The hallmarks of ageing

A 2013 Study intricately elaborated on the various causes and characteristics that contribute to ageing. ageing is not a result of one factor but de facto an amalgamation of 9 distinct phenomena, intertwined delicately. The revelation of the hallmarks of ageing  has changed the science of  longevity and is giving researchers more opportunity to work on the specific hallmarks or problems we might say to reverse ageing and enable the population to live a healthy, happy, and long life.

The distinct hallmarks of ageing are: 1. Genomic Instability 2. Telomere attrition 3. Epigenetic regulation 4. Loss of proteostasis 5. Deregulated nutrient sensing 6. Mitochondrial dysfunction 7. Cellular senescence 8. Stem cell exhaustion 9. Altered intercellular communication. A few of the hallmarks are discussed below.

Genomic instability

The total genetic makeup of an individual's cell is referred to as their "genome". The literal translation of genomic instability is defined as excessive damage to the genetic material i.e. the DNA, that impairs the normal functioning of the body leading to a paced-up ageing process. The marvellous human body is designed in a way that has various mechanisms that work in an orchestrated manner to instantly repair the damaged DNA. But when a certain threshold is crossed, these repair mechanisms fail to work and favour the ageing process. (Belancio et al., 2014) This marks the first hallmark of ageing to be instability in the genome.

Telomere attrition

Our genetic material is stored in a condensed structure, called chromosomes. These chromosomes have cap-like construction at the end which are termed “telomeres”. Telomeres consist of repeated DNA sequences. Whenever cell division occurs, the length of a chromosome is reduced by between 25 to 200 bases (A, C, G, or T), and the only portion of the chromosome that is lost, however, is the telomere. This leaves the major portion of the DNA unharmed because the ends of the chromosomes are protected by telomeres. Had it not been for telomeres, the majority of crucial regions of the DNA would be lost every time a cell divides. This would ultimately result in the deletion of whole genes.

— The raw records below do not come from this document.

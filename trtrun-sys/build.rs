use std::env;
use std::path::PathBuf;

fn main() {
    println!("cargo::rustc-check-cfg=cfg(trtrun_mock)");
    println!("cargo:rerun-if-env-changed=TENSORRT_INCLUDE_PATH");
    println!("cargo:rerun-if-env-changed=TENSORRT_LIBRARY_PATH");
    println!("cargo:rerun-if-env-changed=CUDA_INCLUDE_PATH");
    println!("cargo:rerun-if-env-changed=CUDA_LIBRARY_PATH");

    // Check if we're in mock mode
    if env::var("CARGO_FEATURE_MOCK").is_ok() {
        println!("cargo:warning=Building in MOCK mode - no TensorRT required");
        enable_mock();
        return;
    }

    let Some(tensorrt_include_dir) = find_dir(
        "TENSORRT_INCLUDE_PATH",
        &["/usr/local/tensorrt/include", "/usr/local/include", "/usr/include/x86_64-linux-gnu"],
        "NvInferRuntime.h",
    ) else {
        println!("cargo:warning=NvInferRuntime.h not found - falling back to MOCK mode");
        enable_mock();
        return;
    };

    let cuda_include_dir = find_dir(
        "CUDA_INCLUDE_PATH",
        &["/usr/local/cuda/include", "/opt/cuda/include"],
        "cuda_runtime_api.h",
    )
    .expect("Could not find CUDA include path (set CUDA_INCLUDE_PATH)");

    let tensorrt_library_dir = find_dir(
        "TENSORRT_LIBRARY_PATH",
        &["/usr/local/tensorrt/lib", "/usr/local/lib", "/usr/lib/x86_64-linux-gnu"],
        "libnvinfer.so",
    )
    .expect("Could not find TensorRT library path (set TENSORRT_LIBRARY_PATH)");

    let cuda_library_dir = find_dir(
        "CUDA_LIBRARY_PATH",
        &["/usr/local/cuda/lib64", "/opt/cuda/lib64"],
        "libcudart.so",
    )
    .expect("Could not find CUDA library path (set CUDA_LIBRARY_PATH)");

    println!("cargo:rerun-if-changed=wrapper.hpp");
    println!("cargo:rerun-if-changed=wrapper.cpp");
    println!("cargo:mock=0");

    println!("cargo:rustc-link-search=native={}", tensorrt_library_dir.display());
    println!("cargo:rustc-link-search=native={}", cuda_library_dir.display());
    println!("cargo:rustc-link-lib=dylib=nvinfer");
    println!("cargo:rustc-link-lib=dylib=cudart");

    // Build C++ wrapper
    cc::Build::new()
        .cpp(true)
        .file("wrapper.cpp")
        .include(&tensorrt_include_dir)
        .include(&cuda_include_dir)
        .flag("-std=c++17")
        .compile("trtrun_wrapper");

    // Generate bindings
    let out_path = PathBuf::from(env::var("OUT_DIR").unwrap());
    let bindings = bindgen::Builder::default()
        .header("wrapper.hpp")
        .allowlist_function("trt_.*")
        .allowlist_type("Trt.*")
        .allowlist_var("TRT_.*")
        .derive_debug(true)
        .derive_default(true)
        .parse_callbacks(Box::new(bindgen::CargoCallbacks::new()))
        .generate()
        .expect("Unable to generate bindings");

    bindings
        .write_to_file(out_path.join("bindings.rs"))
        .expect("Couldn't write bindings!");
}

/// The mock backend is pure Rust (`src/mock/`); dependents learn about it
/// through `DEP_NVINFER_MOCK`.
fn enable_mock() {
    println!("cargo:rustc-cfg=trtrun_mock");
    println!("cargo:mock=1");
}

fn find_dir(env_key: &str, candidates: &[&str], file_to_find: &str) -> Option<PathBuf> {
    if let Some(val) = env::var_os(env_key) {
        return Some(PathBuf::from(val));
    }

    candidates
        .iter()
        .map(PathBuf::from)
        .find(|path| path.join(file_to_find).exists())
}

 As we age, the length of the telomeres shortens and reaches a “critical length” where the chromosome fails to replicate any further. This "critical length" causes the cell to undergo apoptosis, also referred to as programmed cell death. Telomerase is a type of enzyme that aids in the formation of those repeated sequences present in the telomere. The cells of our body lack a high concentration of telomerase as we age and thus enhance the ageing process. This entire phenomenon is termed telomere attrition, one of the hallmarks of ageing (López-Otín et al., 2013)

Epigenetic alterations

Epigenetics is the study of how DNA interacts with the plethora of smaller molecules that are located inside of cells that have the ability to activate and deactivate genes.  In epigenetics, the changes occur “on” the DNA sequence rather than “in” the sequence as seen in mutation. Despite having essentially the same genomes, each person is distinct because of epigenetics. Epigenetic modifications can enhance or hinder the transmission of specific genes.

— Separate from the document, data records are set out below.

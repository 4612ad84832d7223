//! Reel-Harvest: a resumable genre crawler for Indian cinema
//!
//! This crate crawls wiki-style category listings of Indian films per year and
//! language, keeps the titles that belong to a target genre, and resolves a
//! poster and description for each. Progress is checkpointed after every task
//! so that long crawls survive interruption.

pub mod checkpoint;
pub mod config;
pub mod crawler;
pub mod filter;
pub mod output;
pub mod planner;
pub mod state;

use thiserror::Error;

/// Main error type for Reel-Harvest operations
#[derive(Debug, Error)]
pub enum CrawlError {
    #[error("Configuration error: {0}")]
    Config(#[from] ConfigError),

    #[error("Fetch error: {0}")]
    Fetch(#[from] crawler::FetchError),

    #[error("Parse error for {url}: {message}")]
    Parse { url: String, message: String },

    #[error("Checkpoint error: {0}")]
    Checkpoint(#[from] checkpoint::CheckpointError),

    #[error("Output error: {0}")]
    Output(#[from] output::OutputError),

    #[error("Planner emitted task {0} more than once")]
    DuplicateTask(String),

    #[error("Invalid task id '{0}' (expected YEAR:CATEGORY)")]
    InvalidTaskId(String),

    #[error("Invalid state transition: {from:?} -> {to:?}")]
    InvalidTransition {
        from: state::TaskState,
        to: state::TaskState,
    },

    #[error("HTTP client error: {0}")]
    Client(#[from] reqwest::Error),

    #[error("Worker failed: {0}")]
    Worker(String),

    #[error("Task interrupted by cancellation")]
    Cancelled,

    #[error("IO error: {0}")]
    Io(#[from] std::io::Error),
}

impl CrawlError {
    /// Returns true if this error should be retried by the fetch components
    pub fn is_transient(&self) -> bool {
        match self {
            Self::Fetch(e) => e.is_transient(),
            _ => false,
        }
    }
}

/// Configuration-specific errors
#[derive(Debug, Error)]
pub enum ConfigError {
    #[error("Failed to read config file: {0}")]
    Io(#[from] std::io::Error),

    #[error("Failed to parse TOML: {0}")]
    Parse(#[from] toml::de::Error),

    #[error("Validation error: {0}")]
    Validation(String),

    #[error("Invalid URL in config: {0}")]
    InvalidUrl(String),

    #[error("Unknown category key: {0}")]
    UnknownCategory(String),
}

/// Result type alias for Reel-Harvest operations
pub type Result<T> = std::result::Result<T, CrawlError>;

/// Result type alias for configuration operations
pub type ConfigResult<T> = std::result::Result<T, ConfigError>;

// Re-export commonly used types
pub use checkpoint::{CheckpointState, DetailInfo, Record};
pub use config::Config;
pub use planner::{plan_tasks, Task, TaskId};
pub use state::TaskState;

In simpler terms, epigenetic changes can either silence a gene i.e inhibit its expression by suppressing its transcription, or enhance its transcription by making it more available. All the chemicals that regulate this are collectively called the “epigenome”. DNA-methylation is one of the epigenetics phenomena where the attachment of methyl groups on the DNA renders its transcription. Epigenetics is largely associated with environmental and social alterations leading to the loss of important epigenomes, thereby enhancing the ageing process. (Stephens et al., 2013)

Loss of proteostasis

Proteins are the macromolecules and the end products of the transcription-translation machinery. Proteins largely determine the characteristics and function of a cell. Many of our cell constituents are made repeatedly which results from the degradation of previously formed components. This degradation is achieved through the mechanism of “autophagy”. Autophagy degrades the cell or its component which is no longer functional or necessary. An alteration in this system leads to a buildup of redundant damaged cells, contributing more to the signs of ageing.

Repeated exposure to environmental hazards, unhealthy diet, and stress impairs this function and ultimately leads to protein misfolding or unfolding. For instance, it has been determined that the pollutants in contaminated air are particularly harmful agents in this regard, exacerbating a number of diseases associated with ageing.

Deregulated nutrient-sensing

The IGF-1 and insulin pathway is a way that our body senses nutrients and controls lifespan. This pathway works with other systems that sense things like amino acids and energy levels. Some of these systems work in the opposite way, sensing the breakdown of molecules. Studies have shown that when these pathways are activated, it can lead to healthy ageing.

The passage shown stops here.